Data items
########

//! Frame orchestration and the presentation loop.
//!
//! This crate drives the RHI layer:
//! - Per-frame command buffers, semaphores, fences and uniform buffers
//! - Recording and submitting the fixed render pass each frame
//! - Swapchain rebuilds on resize, out-of-date and surface loss
//! - Window-backed Vulkan bootstrap

pub mod context;
pub mod draw;
pub mod frame;
pub mod frame_manager;
pub mod renderer;
pub mod ubo;

pub use context::VulkanContext;
pub use draw::{DrawCall, MeshDraw, QUAD_INDICES, quad_vertices};
pub use frame::RenderFrame;
pub use frame_manager::{FrameOrchestrator, FrameOutcome, clear_color};
pub use renderer::{RenderStats, Renderer, ShaderSources};
pub use ubo::FrameUniforms;

pub use presenter_core::MAX_FRAMES_IN_FLIGHT;
pub use presenter_rhi::vk;
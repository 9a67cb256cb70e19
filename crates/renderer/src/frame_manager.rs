//! Frame orchestration and synchronization.
//!
//! This module provides the [`FrameOrchestrator`], which drives the
//! wait → acquire → record → submit → present cycle over a small ring of
//! [`RenderFrame`] slots.
//!
//! # Overview
//!
//! The orchestrator implements a "frames in flight" pattern:
//!
//! 1. While the GPU renders frame N, the CPU prepares frame N+1
//! 2. Each slot has its own command buffer, semaphores, fence and uniform
//!    buffer
//! 3. A slot's fence is waited on before the slot is touched again
//!
//! # Example
//!
//! ```no_run
//! use std::sync::Arc;
//! use presenter_renderer::FrameUniforms;
//! use presenter_renderer::frame_manager::{FrameOrchestrator, FrameOutcome};
//! use presenter_rhi::device::Device;
//! use presenter_rhi::pipeline::{GraphicsPipeline, RenderPass};
//! use presenter_rhi::swapchain::Swapchain;
//!
//! # fn example(
//! #     device: Arc<Device>,
//! #     swapchain: &Swapchain<Device>,
//! #     render_pass: &RenderPass<Device>,
//! #     pipeline: &GraphicsPipeline<Device>,
//! # ) -> Result<(), presenter_rhi::RhiError> {
//! let mut frames = FrameOrchestrator::new(device, 2)?;
//!
//! let uniforms = FrameUniforms::default();
//! match frames.render(swapchain, render_pass, pipeline, &uniforms, &[])? {
//!     FrameOutcome::Presented { status, .. } => println!("presented: {:?}", status),
//!     FrameOutcome::Skipped(status) => println!("skipped: {:?}", status),
//! }
//! # Ok(())
//! # }
//! ```

use std::sync::Arc;

use ash::vk;
use tracing::{debug, info, warn};

use presenter_core::MAX_FRAMES_IN_FLIGHT;
use presenter_rhi::command::{CommandPool, submit_command_buffer};
use presenter_rhi::pipeline::{GraphicsPipeline, RenderPass};
use presenter_rhi::buffer::Buffer;
use presenter_rhi::swapchain::{Acquired, PresentResult, Swapchain};
use presenter_rhi::{Gpu, RhiResult};

use crate::draw::DrawCall;
use crate::frame::RenderFrame;
use crate::ubo::FrameUniforms;

/// Frames between full blue peaks of the animated clear color.
const CLEAR_PULSE_PERIOD: f32 = 500.0;

/// Clear color of frame `frame_number`: black with a pulsing blue channel.
pub fn clear_color(frame_number: u64) -> [f32; 4] {
    let flash = (frame_number as f32 / CLEAR_PULSE_PERIOD).sin().abs();
    [0.0, 0.0, flash, 1.0]
}

/// Result of one [`FrameOrchestrator::render`] call.
#[derive(Debug, Clone, Copy, PartialEq, Eq)]
pub enum FrameOutcome {
    /// The frame was submitted and handed to the presentation engine.
    Presented {
        image_index: u32,
        /// Signaled when the GPU has finished this frame's commands.
        fence: vk::Fence,
        /// Present status, [`PresentResult::OutOfDate`] if the acquire was
        /// already suboptimal.
        status: PresentResult,
    },
    /// No image could be acquired. Nothing was submitted and the slot was
    /// left as it was.
    Skipped(PresentResult),
}

impl FrameOutcome {
    /// Presentation status of the frame, whether presented or not.
    #[inline]
    pub fn status(&self) -> PresentResult {
        match *self {
            FrameOutcome::Presented { status, .. } => status,
            FrameOutcome::Skipped(status) => status,
        }
    }
}

/// Drives the frame loop over `N` frame contexts in round-robin.
///
/// # Thread Safety
///
/// The orchestrator is not thread-safe. It should only be accessed
/// from a single thread (typically the main/render thread).
pub struct FrameOrchestrator<G: Gpu> {
    gpu: Arc<G>,
    frames: Vec<RenderFrame<G>>,
    current: usize,
    /// Frames submitted since creation; drives the clear color.
    frame_number: u64,
    // Command buffers are freed with the pool, after the frames.
    _pool: CommandPool<G>,
}

impl<G: Gpu> FrameOrchestrator<G> {
    /// Creates `frames_in_flight` frame contexts on the graphics family.
    ///
    /// The count is clamped to `1..=MAX_FRAMES_IN_FLIGHT`.
    ///
    /// # Errors
    ///
    /// Returns an error if any pool, command buffer or sync object creation
    /// fails.
    pub fn new(gpu: Arc<G>, frames_in_flight: usize) -> RhiResult<Self> {
        let count = frames_in_flight.clamp(1, MAX_FRAMES_IN_FLIGHT);
        if count != frames_in_flight {
            warn!(
                "Clamped frames in flight from {} to {}",
                frames_in_flight, count
            );
        }

        let pool = CommandPool::new(gpu.clone(), gpu.queue_roles().graphics)?;
        let mut frames = Vec::with_capacity(count);
        for (i, command_buffer) in pool
            .allocate_command_buffers(count as u32)?
            .into_iter()
            .enumerate()
        {
            frames.push(RenderFrame::new(gpu.clone(), command_buffer)?);
            debug!("Created frame context {}", i);
        }

        info!("Frame orchestrator created with {} frames in flight", count);

        Ok(Self {
            gpu,
            frames,
            current: 0,
            frame_number: 0,
            _pool: pool,
        })
    }

    /// Renders and presents one frame on the current slot.
    ///
    /// 1. Waits on the slot's fence, then writes `uniforms` into the slot's
    ///    uniform buffer.
    /// 2. Acquires an image, signaling the slot's `image_ready` semaphore.
    ///    If none is available the slot is left untouched and the status is
    ///    returned as [`FrameOutcome::Skipped`].
    /// 3. Rebuilds the slot's framebuffer.
    /// 4. Records one render pass issuing every draw in `draws`.
    /// 5. Resets the fence and submits on the graphics queue, waiting on
    ///    `image_ready` at color attachment output and signaling
    ///    `presentation_ready` and the fence.
    /// 6. Presents on the present queue, waiting on `presentation_ready`.
    ///
    /// # Errors
    ///
    /// Any failure that is not a stale-swapchain or lost-device status.
    pub fn render(
        &mut self,
        swapchain: &Swapchain<G>,
        render_pass: &RenderPass<G>,
        pipeline: &GraphicsPipeline<G>,
        uniforms: &FrameUniforms,
        draws: &[DrawCall<'_>],
    ) -> RhiResult<FrameOutcome> {
        let slot = self.current;
        let frame = &mut self.frames[slot];

        frame.in_flight().wait()?;
        frame.write_uniforms(uniforms)?;

        let (image_index, suboptimal) = match swapchain.acquire(frame.image_ready())? {
            Acquired::Image { index, suboptimal } => (index, suboptimal),
            Acquired::Unavailable(status) => {
                debug!("Frame slot {} skipped: acquire reported {:?}", slot, status);
                return Ok(FrameOutcome::Skipped(status));
            }
        };

        let framebuffer = frame.rebuild_framebuffer(swapchain, render_pass.handle(), image_index)?;

        let cmd = frame.command_buffer();
        cmd.begin(vk::CommandBufferUsageFlags::ONE_TIME_SUBMIT)?;
        cmd.begin_render_pass(
            render_pass.handle(),
            framebuffer,
            vk::Rect2D {
                offset: vk::Offset2D { x: 0, y: 0 },
                extent: swapchain.extent(),
            },
            clear_color(self.frame_number),
        );
        cmd.bind_pipeline(pipeline.bind_point(), pipeline.handle());
        for draw in draws {
            cmd.bind_vertex_buffers(0, &[draw.vertex_buffer], &[0]);
            cmd.bind_index_buffer(draw.index_buffer, 0, vk::IndexType::UINT32);
            if !draw.descriptor_sets.is_empty() {
                cmd.bind_descriptor_sets(pipeline.layout(), 0, draw.descriptor_sets);
            }
            cmd.draw_indexed(draw.index_count, 1, 0, 0, 0);
        }
        cmd.end_render_pass();

        // Only reset once a submission is certain to re-signal the fence.
        frame.in_flight().reset()?;
        let fence = frame.in_flight().handle();
        submit_command_buffer(
            self.gpu.as_ref(),
            self.gpu.graphics_queue(),
            cmd.handle(),
            &[frame.image_ready()],
            &[vk::PipelineStageFlags::COLOR_ATTACHMENT_OUTPUT],
            &[frame.presentation_ready()],
            fence,
        )?;

        let presentation_ready = frame.presentation_ready();
        self.current = (self.current + 1) % self.frames.len();
        self.frame_number += 1;

        let mut status =
            swapchain.present(self.gpu.present_queue(), image_index, &[presentation_ready])?;
        if suboptimal && status == PresentResult::Ok {
            status = PresentResult::OutOfDate;
        }

        debug!(
            "Frame {} presented image {} from slot {} ({:?})",
            self.frame_number, image_index, slot, status
        );

        Ok(FrameOutcome::Presented {
            image_index,
            fence,
            status,
        })
    }

    /// Destroys every slot's framebuffer.
    ///
    /// Call before the swapchain views are destroyed. The device must be
    /// idle.
    pub fn release_framebuffers(&mut self) {
        for frame in &mut self.frames {
            frame.release_framebuffer();
        }
    }

    /// Uniform buffer of every slot, in slot order.
    pub fn uniform_buffers(&self) -> impl Iterator<Item = &Buffer<G>> {
        self.frames.iter().map(RenderFrame::uniform_buffer)
    }

    /// Returns the frame contexts in slot order.
    #[inline]
    pub fn frames(&self) -> &[RenderFrame<G>] {
        &self.frames
    }

    /// Returns the number of frames in flight.
    #[inline]
    pub fn frames_in_flight(&self) -> usize {
        self.frames.len()
    }

    /// Slot the next [`render`](Self::render) call will use.
    #[inline]
    pub fn current_index(&self) -> usize {
        self.current
    }

    /// Frames submitted so far.
    #[inline]
    pub fn frame_number(&self) -> u64 {
        self.frame_number
    }
}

########

◆ Prompt ◆
All lines of the records above with the word "contexts" in them are to be copied.

◆ Answer space ◆
/// Drives the frame loop over `N` frame contexts in round-robin.
    /// Creates `frames_in_flight` frame contexts on the graphics family.
    /// Returns the frame contexts in slot order.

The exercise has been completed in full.